Jump to another part of this review
Technology focus: GPU architectures, memory types and APIs
Technology focus: consumer vs workstation cards
Specifications and prices
Technology focus: GPU architectures, memory types and APIs
Before we discuss the cards on test, let’s run through a few of the technical terms that will recur throughout the course of this review. If you’re already familiar with them, you may want to skip ahead.
Nvidia’s current Turing GPU architecture features three types of processor cores: CUDA cores, designed for general GPU computing; Tensor cores, designed for machine learning operations; and RT cores, new in the Turing-based RTX cards, and designed for ray tracing calculations.

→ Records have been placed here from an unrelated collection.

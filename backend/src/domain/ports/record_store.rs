//! Driven port for the derived record store.
//!
//! The store is the only shared mutable state in the service. Every method
//! is atomic with respect to concurrent callers; adapters must serialise
//! access internally.

use async_trait::async_trait;

use crate::domain::{DerivedRecord, UserId};

use super::define_port_error;

define_port_error! {
    /// Errors raised by record store adapters.
    pub enum RecordStoreError {
        /// No record is stored under the identifier.
        NotFound { user_id: i64 } => "no record stored for user {user_id}",
    }
}

/// Keyed storage for derived records.
#[cfg_attr(test, mockall::automock)]
#[async_trait]
pub trait RecordStore: Send + Sync {
    /// Insert or overwrite the record keyed by `record.user_id`.
    async fn put(&self, record: DerivedRecord) -> Result<(), RecordStoreError>;

    /// Fetch one record.
    async fn get(&self, user_id: UserId) -> Result<DerivedRecord, RecordStoreError>;

    /// Remove one record and return it.
    async fn delete(&self, user_id: UserId) -> Result<DerivedRecord, RecordStoreError>;

    /// Snapshot every record in first-insertion order.
    async fn list_all(&self) -> Result<Vec<DerivedRecord>, RecordStoreError>;

    /// Number of stored records.
    async fn len(&self) -> Result<usize, RecordStoreError>;
}
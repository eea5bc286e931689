//! Domain primitives, services and ports.
//!
//! Purpose: derive per-user records from raw input, keep them in a keyed
//! store, and aggregate them with ages resolved through the peer service.
//! Types here are transport agnostic; inbound and outbound adapters depend
//! on this module, never the other way round.
//!
//! Public surface:
//! - Error, ErrorCode: API error payload and stable error identifier.
//! - RawUser, UserId: caller input and its validated key.
//! - DerivedFields, DerivedRecord: the stored processing output.
//! - ProcessingService, AnalyticsService, PeerOperationsService: the
//!   use-cases behind the HTTP surface.

pub mod age_resolver;
pub mod analytics;
pub mod derivation;
pub mod error;
pub mod peer_operations;
pub mod ports;
pub mod processing_service;
pub mod record;
pub mod trace_id;
pub mod user;

pub use self::age_resolver::{AgeResolver, ResolvedAge};
pub use self::analytics::{
    AggregateSummary, AnalyticsService, DEFAULT_LOOKUP_CONCURRENCY, ProcessingStats,
};
pub use self::derivation::{AgeCategory, DerivedFields, UNKNOWN_EMAIL_DOMAIN, derive};
pub use self::error::{Error, ErrorCode, ErrorValidationError, TRACE_ID_HEADER};
pub use self::peer_operations::{
    BatchOutcome, CrossServiceReport, HealthProbe, PeerOperationsService, PeerProbes,
    ProbeOutcome, SELF_STATUS, UsersProbe,
};
pub use self::processing_service::ProcessingService;
pub use self::record::{DerivedRecord, ProcessingMetadata};
pub use self::trace_id::TraceId;
pub use self::user::{RawUser, UserId, UserValidationError};

/// Convenient API result alias.
///
/// # Examples
/// ```
/// use actix_web::HttpResponse;
/// use dataproc::domain::{ApiResult, Error};
///
/// fn handler() -> ApiResult<HttpResponse> {
///     Err(Error::not_found("nope"))
/// }
/// ```
pub type ApiResult<T> = Result<T, Error>;
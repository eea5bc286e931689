//! Driving port for operations that exercise the peer service directly.

use async_trait::async_trait;

use crate::domain::{BatchOutcome, CrossServiceReport, Error};

/// Use-case port for peer diagnostics and batch re-processing.
#[async_trait]
pub trait PeerOperations: Send + Sync {
    /// Probe the peer's health and user listing independently.
    async fn cross_service_test(&self) -> CrossServiceReport;

    /// Re-submit every peer user to the peer's processing endpoint.
    ///
    /// Fails with [`crate::domain::ErrorCode::UpstreamFailure`] only when the
    /// initial user listing fails.
    async fn batch_process(&self) -> Result<BatchOutcome, Error>;
}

Now that the Turing architecture is nearly two years old, we are starting to see widespread support for hardware-accelerated ray tracing in CG software, with offline renderers like Arnold, KeyShot, V-Ray and Blender’s Cycles engine accessing the RT cores via Nvidia’s OptiX API, and game engines like Unity and Unreal Engine doing so via DXR, DirectX 12’s ray tracing API.
It’s important to note that comparing core counts is a reasonable way to judge the probable relative performance of different Nvidia cards, but not to compare Nvidia cards with those from AMD, which have a different architecture, and group processing cores into ‘compute units’ instead.
The two firms also differ in the APIs they support for GPU computing: while both AMD and Nvidia support the open standard OpenCL, Nvidia focuses on its own CUDA and OptiX APIs. OpenCL has the advantage that it is hardware-agnostic, but CUDA and OptiX are currently more widely supported in DCC applications. OpenCL 3.0, the specifications for which were revealed in April, may change that, but it has a long way to go.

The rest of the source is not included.